#### Your task:
Your answer should hold every line of the records below that contains the string "https".

#### Available records:
• • • • •

//! # Output Configuration
//!
//! This module provides utilities for controlling CLI output appearance,
//! including color and emoji support based on terminal capabilities and
//! user preferences, and renders the final sync report.
//!
//! ## Respecting User Preferences
//!
//! The module respects the following environment variables and flags:
//! - `--color=never|always|auto` - CLI flag for color control
//! - `NO_COLOR` - Disables colors when set (per https://no-color.org/)
//! - `CLICOLOR=0` - Disables colors
//! - `CLICOLOR_FORCE=1` - Forces colors even in non-TTY
//! - `TERM=dumb` - Disables colors for dumb terminals

use std::env;
use std::fmt::Write as _;

use console::style;

use crate::sync::SyncReport;

const RULE_WIDTH: usize = 50;

/// Output configuration for controlling colors and emojis.
#[derive(Debug, Clone)]
pub struct OutputConfig {
    /// Whether colors and emojis should be used in output.
    pub use_color: bool,
}

impl OutputConfig {
    /// Create an output configuration from environment and CLI flag.
    ///
    /// # Arguments
    /// * `color_flag` - The value of the --color CLI flag: "always", "never", or "auto"
    ///
    /// In auto mode, colors are disabled if:
    /// - `NO_COLOR` environment variable is set (any value, including empty)
    /// - `CLICOLOR=0` is set
    /// - `TERM=dumb` is set
    /// - stdout is not a TTY (unless `CLICOLOR_FORCE=1`)
    pub fn from_env_and_flag(color_flag: &str) -> Self {
        let use_color = match color_flag.to_lowercase().as_str() {
            "always" => true,
            "never" => false,
            _ => Self::detect_color_support(),
        };

        Self { use_color }
    }

    /// Detect whether color output is supported based on environment.
    fn detect_color_support() -> bool {
        if env::var_os("NO_COLOR").is_some() {
            return false;
        }

        if env::var("CLICOLOR").is_ok_and(|v| v == "0") {
            return false;
        }

        if env::var("CLICOLOR_FORCE").is_ok_and(|v| v != "0" && !v.is_empty()) {
            return true;
        }

        if env::var("TERM").is_ok_and(|v| v == "dumb") {
            return false;
        }

        console::Term::stdout().features().colors_supported()
    }

    /// Create a configuration with colors always enabled.
    #[cfg(test)]
    pub fn with_color() -> Self {
        Self { use_color: true }
    }

    /// Create a configuration with colors always disabled.
    pub fn without_color() -> Self {
        Self { use_color: false }
    }
}

impl Default for OutputConfig {
    fn default() -> Self {
        Self::from_env_and_flag("auto")
    }
}

/// Returns the appropriate string based on color configuration.
///
/// When colors are enabled, returns the emoji. When disabled, returns
/// the plain text alternative.
pub fn emoji<'a>(config: &OutputConfig, emoji_str: &'a str, plain: &'a str) -> &'a str {
    if config.use_color {
        emoji_str
    } else {
        plain
    }
}

/// Render the end-of-run report: summary line, synced patterns, errors,
/// framed by horizontal rules.
pub fn render_report(config: &OutputConfig, report: &SyncReport) -> String {
    let rule = "=".repeat(RULE_WIDTH);
    let mut out = String::new();

    let _ = writeln!(out, "{}", rule);
    let marker = if report.success {
        emoji(config, "✓", "[OK]")
    } else {
        emoji(config, "✗", "[FAIL]")
    };
    if config.use_color {
        let line = format!("{} {}", marker, report.message);
        if report.success {
            let _ = writeln!(out, "{}", style(line).green().force_styling(true));
        } else {
            let _ = writeln!(out, "{}", style(line).red().force_styling(true));
        }
    } else {
        let _ = writeln!(out, "{} {}", marker, report.message);
    }

    if !report.synced.is_empty() {
        let _ = writeln!(out, "\nSynced files:");
        for pattern in &report.synced {
            let _ = writeln!(out, "  {} {}", emoji(config, "•", "-"), pattern);
        }
    }

    let errors = report.error_list();
    if !errors.is_empty() {
        let _ = writeln!(out, "\nErrors:");
        for error in errors {
            let _ = writeln!(out, "  {} {}", emoji(config, "✗", "x"), error);
        }
    }

    let _ = write!(out, "{}", rule);
    out
}
//! # Repository Fetching
//!
//! This module provides the `RepositoryFetcher`, which turns a configured
//! [`DocSource`] into a [`Snapshot`]: a shallow checkout in a private
//! temporary directory that lives exactly as long as one source is being
//! processed.
//!
//! ## Design
//!
//! Git access goes through the **`GitOperations`** trait. In the main
//! application `DefaultGitOperations` wraps the system `git` command; tests
//! substitute an implementation that copies a fixture tree so the sync engine
//! can be exercised without network access.
//!
//! A `Snapshot` owns its `tempfile::TempDir`. Calling [`Snapshot::release`]
//! removes the tree and reports any failure; dropping the snapshot without
//! releasing it (early return, panic) still removes the tree.

use std::path::{Path, PathBuf};

use log::{debug, warn};

use crate::config::DocSource;
use crate::defaults::SNAPSHOT_DIR_PREFIX;
use crate::error::Result;

/// Trait for git operations - allows mocking in tests
pub trait GitOperations {
    /// Clones `url` into `target_dir` with a depth of one.
    ///
    /// `ref_name` is a branch or tag; `None` means the remote default branch.
    /// `target_dir` does not exist yet, but its parent does.
    fn clone_shallow(&self, url: &str, ref_name: Option<&str>, target_dir: &Path) -> Result<()>;
}

/// The default implementation of `GitOperations`, which uses the system's
/// `git` command to perform real Git operations.
pub struct DefaultGitOperations;

impl GitOperations for DefaultGitOperations {
    fn clone_shallow(&self, url: &str, ref_name: Option<&str>, target_dir: &Path) -> Result<()> {
        crate::git::clone_shallow(url, ref_name, target_dir)
    }
}

/// A shallow checkout of one doc source.
#[derive(Debug)]
pub struct Snapshot {
    temp_dir: tempfile::TempDir,
    root: PathBuf,
}

impl Snapshot {
    /// Root of the checked-out tree. Patterns are resolved against this.
    pub fn path(&self) -> &Path {
        &self.root
    }

    /// Removes the temporary tree.
    pub fn release(self) -> Result<()> {
        let dir = self.temp_dir.path().to_path_buf();
        self.temp_dir.close()?;
        debug!("Released snapshot {}", dir.display());
        Ok(())
    }
}

/// Produces one [`Snapshot`] per doc source.
pub struct RepositoryFetcher {
    git_ops: Box<dyn GitOperations>,
    temp_root: Option<PathBuf>,
}

impl RepositoryFetcher {
    /// Creates a fetcher backed by the system `git` command, placing
    /// snapshots under the OS temp directory.
    pub fn new() -> Self {
        Self::with_operations(Box::new(DefaultGitOperations))
    }

    /// Creates a fetcher with a custom `GitOperations` implementation.
    pub fn with_operations(git_ops: Box<dyn GitOperations>) -> Self {
        Self {
            git_ops,
            temp_root: None,
        }
    }

    /// Places snapshots under `temp_root` instead of the OS temp directory.
    pub fn with_temp_root(mut self, temp_root: impl Into<PathBuf>) -> Self {
        self.temp_root = Some(temp_root.into());
        self
    }

    /// Clones `source` into a fresh temporary directory.
    ///
    /// On failure, any partially written directory is removed before the
    /// error is returned.
    pub fn fetch(&self, source: &DocSource) -> Result<Snapshot> {
        let mut builder = tempfile::Builder::new();
        builder.prefix(SNAPSHOT_DIR_PREFIX);
        let temp_dir = match &self.temp_root {
            Some(root) => {
                std::fs::create_dir_all(root)?;
                builder.tempdir_in(root)?
            }
            None => builder.tempdir()?,
        };

        let root = temp_dir.path().join("repo");
        debug!("Snapshot for {} at {}", source.git, root.display());

        if let Err(e) = self
            .git_ops
            .clone_shallow(&source.git, source.checkout_ref(), &root)
        {
            if let Err(cleanup) = temp_dir.close() {
                warn!("Failed to remove partial clone of {}: {}", source.git, cleanup);
            }
            return Err(e);
        }

        Ok(Snapshot { temp_dir, root })
    }
}

impl Default for RepositoryFetcher {
    fn default() -> Self {
        Self::new()
    }
}
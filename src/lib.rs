//! # Kiro Doc Sync Library
//!
//! This library pulls selected documentation files out of remote Git
//! repositories and drops them into a project's `.kiro/steering` directory.
//! It is used by the `kiro-doc-sync` command-line tool but can be driven
//! directly as well.
//!
//! ## Quick Example
//!
//! ```
//! use kiro_doc_sync::config;
//!
//! let cfg = config::parse(r#"{
//!     "general": { "files": { "sync_override": false } },
//!     "docs": [
//!         { "git": "https://github.com/org/standards.git",
//!           "tag": "v1.2.0",
//!           "steering": ["docs/style.md", "rules", "guides/*.md"] }
//!     ]
//! }"#).unwrap();
//!
//! assert_eq!(cfg.docs[0].checkout_ref(), Some("v1.2.0"));
//! assert!(!cfg.sync_override());
//! ```
//!
//! ## Core Concepts
//!
//! - **Configuration (`config`)**: the JSON document listing doc sources and
//!   the overwrite flag.
//! - **Repository fetching (`repository`, `git`)**: shallow clones into
//!   short-lived temporary snapshots.
//! - **Patterns (`pattern`)**: classify a steering entry as a file, a
//!   directory or a glob and resolve it to concrete files.
//! - **Selective copy (`copier`)**: copy resolved files flat into the
//!   steering directory under an overwrite policy.
//! - **Confirmation (`prompt`)**: the yes/no question asked in interactive
//!   mode.
//! - **Orchestration (`sync`)**: runs every source in order and builds the
//!   final report.
//!
//! ## Execution Flow
//!
//! For each doc source, in configuration order:
//!
//! 1.  **Fetch**: shallow-clone the repository at its tag, branch or default
//!     branch into a private temporary directory.
//! 2.  **Resolve and copy**: process each pattern in order, collecting
//!     per-pattern errors instead of stopping.
//! 3.  **Release**: delete the temporary directory.
//!
//! The outcomes are concatenated into a [`sync::SyncReport`] whose `success`
//! flag is true only when no error was recorded anywhere.

pub mod config;
pub mod copier;
pub mod defaults;
pub mod error;
pub mod git;
pub mod output;
pub mod pattern;
pub mod prompt;
pub mod repository;
pub mod sync;

#[cfg(test)]
mod pattern_proptest;
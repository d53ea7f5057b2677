//! # Selective Copy
//!
//! Copies the files a list of patterns resolves to into a single flat
//! destination directory. Every file lands under its base name only, so
//! `docs/api/a.md` and `docs/guide/a.md` both target `<dest>/a.md`; the one
//! processed last wins.
//!
//! ## Overwrite policy
//!
//! When the destination file already exists, [`OverwritePolicy`] decides:
//!
//! | Policy      | Existing destination                         |
//! |-------------|----------------------------------------------|
//! | `Overwrite` | replaced                                     |
//! | `Skip`      | left alone, not an error                     |
//! | `Ask`       | replaced only if the operator confirms       |
//!
//! ## Failure scope
//!
//! Each pattern is handled on its own and yields a [`PatternOutcome`]. A
//! pattern that cannot be resolved, or a file that cannot be copied, adds an
//! error to that outcome and processing moves on. Outcomes are folded into a
//! [`SyncOutcome`], the per-source report.

use std::fs;
use std::io;
use std::path::Path;

use log::{info, warn};

use crate::error::Error;
use crate::pattern;
use crate::prompt::Confirm;

/// What to do when a destination file already exists.
#[derive(Debug, Clone, Copy, PartialEq, Eq)]
pub enum OverwritePolicy {
    Overwrite,
    Skip,
    Ask,
}

impl OverwritePolicy {
    /// Policy for the configured override flag and the CLI interactive flag.
    ///
    /// `sync_override` wins: interactive mode only matters when overwriting
    /// is otherwise forbidden.
    pub fn from_flags(sync_override: bool, interactive: bool) -> Self {
        match (sync_override, interactive) {
            (true, _) => OverwritePolicy::Overwrite,
            (false, true) => OverwritePolicy::Ask,
            (false, false) => OverwritePolicy::Skip,
        }
    }
}

/// Result of processing a single pattern.
#[derive(Debug)]
pub struct PatternOutcome {
    pub pattern: String,
    /// Files written to the destination.
    pub copied: usize,
    /// Files left alone because the destination already existed.
    pub skipped: usize,
    pub errors: Vec<Error>,
}

impl PatternOutcome {
    fn new(pattern: &str) -> Self {
        Self {
            pattern: pattern.to_string(),
            copied: 0,
            skipped: 0,
            errors: Vec::new(),
        }
    }

    /// A pattern counts as synced once at least one of its files was copied.
    pub fn is_synced(&self) -> bool {
        self.copied > 0
    }

    /// Errors rendered for the report.
    ///
    /// Resolution failures read on their own ("No files matching: ...");
    /// everything else is prefixed with the pattern it happened under.
    pub fn error_messages(&self) -> Vec<String> {
        self.errors
            .iter()
            .map(|e| match e {
                Error::PatternNotFound { .. }
                | Error::NoMatches { .. }
                | Error::PatternOutsideRepository { .. } => e.to_string(),
                _ => format!("Error syncing {}: {}", self.pattern, e),
            })
            .collect()
    }
}

/// Accumulated result for one doc source (or, once merged, for a whole run).
#[derive(Debug, Default, Clone, PartialEq, Eq)]
pub struct SyncOutcome {
    /// Patterns that copied at least one file, in processing order.
    pub synced: Vec<String>,
    pub errors: Vec<String>,
    /// Total files written.
    pub files_copied: usize,
}

impl SyncOutcome {
    /// Fold one pattern's outcome in.
    pub fn record(&mut self, outcome: PatternOutcome) {
        self.errors.extend(outcome.error_messages());
        self.files_copied += outcome.copied;
        if outcome.is_synced() {
            self.synced.push(outcome.pattern);
        }
    }

    /// Append another outcome, preserving order.
    pub fn extend(&mut self, other: SyncOutcome) {
        self.synced.extend(other.synced);
        self.errors.extend(other.errors);
        self.files_copied += other.files_copied;
    }
}

enum FileAction {
    Copied,
    Skipped,
}

/// Copies resolved files from a snapshot into `dest_dir`.
pub struct SelectiveCopier<'a, 'p> {
    dest_dir: &'a Path,
    policy: OverwritePolicy,
    prompt: &'p mut dyn Confirm,
}

impl<'a, 'p> SelectiveCopier<'a, 'p> {
    /// `prompt` is consulted only under [`OverwritePolicy::Ask`].
    pub fn new(dest_dir: &'a Path, policy: OverwritePolicy, prompt: &'p mut dyn Confirm) -> Self {
        Self {
            dest_dir,
            policy,
            prompt,
        }
    }

    /// Resolve and copy every pattern, in order.
    pub fn copy_patterns(&mut self, snapshot_root: &Path, patterns: &[String]) -> SyncOutcome {
        let mut outcome = SyncOutcome::default();
        for pattern in patterns {
            outcome.record(self.copy_pattern(snapshot_root, pattern));
        }
        outcome
    }

    /// Resolve one pattern and copy each file it selects.
    pub fn copy_pattern(&mut self, snapshot_root: &Path, pattern: &str) -> PatternOutcome {
        let mut outcome = PatternOutcome::new(pattern);

        let resolution = match pattern::resolve(snapshot_root, pattern) {
            Ok(resolution) => resolution,
            Err(e) => {
                warn!("✗ {}", e);
                outcome.errors.push(e);
                return outcome;
            }
        };
        outcome.errors.extend(resolution.errors);

        for src in &resolution.files {
            match self.copy_file(src) {
                Ok(FileAction::Copied) => outcome.copied += 1,
                Ok(FileAction::Skipped) => outcome.skipped += 1,
                Err(e) => {
                    warn!("✗ Error syncing {}: {}", pattern, e);
                    outcome.errors.push(e);
                }
            }
        }

        if outcome.is_synced() {
            info!("✓ Synced: {} ({} file(s))", pattern, outcome.copied);
        } else if outcome.skipped > 0 {
            info!("⊘ Skipped (exists): {}", pattern);
        }

        outcome
    }

    fn copy_file(&mut self, src: &Path) -> Result<FileAction, Error> {
        let file_name = src.file_name().ok_or_else(|| Error::Copy {
            src: src.to_path_buf(),
            dst: self.dest_dir.to_path_buf(),
            source: io::Error::new(io::ErrorKind::InvalidInput, "source has no file name"),
        })?;
        let dst = self.dest_dir.join(file_name);

        if dst.exists() && !self.may_overwrite(&dst)? {
            return Ok(FileAction::Skipped);
        }

        write_copy(src, &dst)?;
        Ok(FileAction::Copied)
    }

    fn may_overwrite(&mut self, dst: &Path) -> Result<bool, Error> {
        match self.policy {
            OverwritePolicy::Overwrite => Ok(true),
            OverwritePolicy::Skip => Ok(false),
            OverwritePolicy::Ask => {
                let name = dst
                    .file_name()
                    .map(|n| n.to_string_lossy().into_owned())
                    .unwrap_or_default();
                self.prompt
                    .confirm(&format!("File already exists: {}. Overwrite?", name))
                    .map_err(Error::Io)
            }
        }
    }
}

/// Byte-for-byte copy, creating the destination's parent if needed.
fn write_copy(src: &Path, dst: &Path) -> Result<(), Error> {
    let copy_err = |source: io::Error| Error::Copy {
        src: src.to_path_buf(),
        dst: dst.to_path_buf(),
        source,
    };

    if let Some(parent) = dst.parent() {
        fs::create_dir_all(parent).map_err(copy_err)?;
    }
    let content = fs::read(src).map_err(copy_err)?;
    fs::write(dst, content).map_err(copy_err)?;
    Ok(())
}

/// Resolve `patterns` against `snapshot_root` and copy into `dest_dir`.
pub fn resolve_and_copy(
    snapshot_root: &Path,
    patterns: &[String],
    dest_dir: &Path,
    policy: OverwritePolicy,
    prompt: &mut dyn Confirm,
) -> SyncOutcome {
    SelectiveCopier::new(dest_dir, policy, prompt).copy_patterns(snapshot_root, patterns)
}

• • • • •

#### Output:
//! - `NO_COLOR` - Disables colors when set (per https://no-color.org/)
//!         { "git": "https://github.com/org/standards.git",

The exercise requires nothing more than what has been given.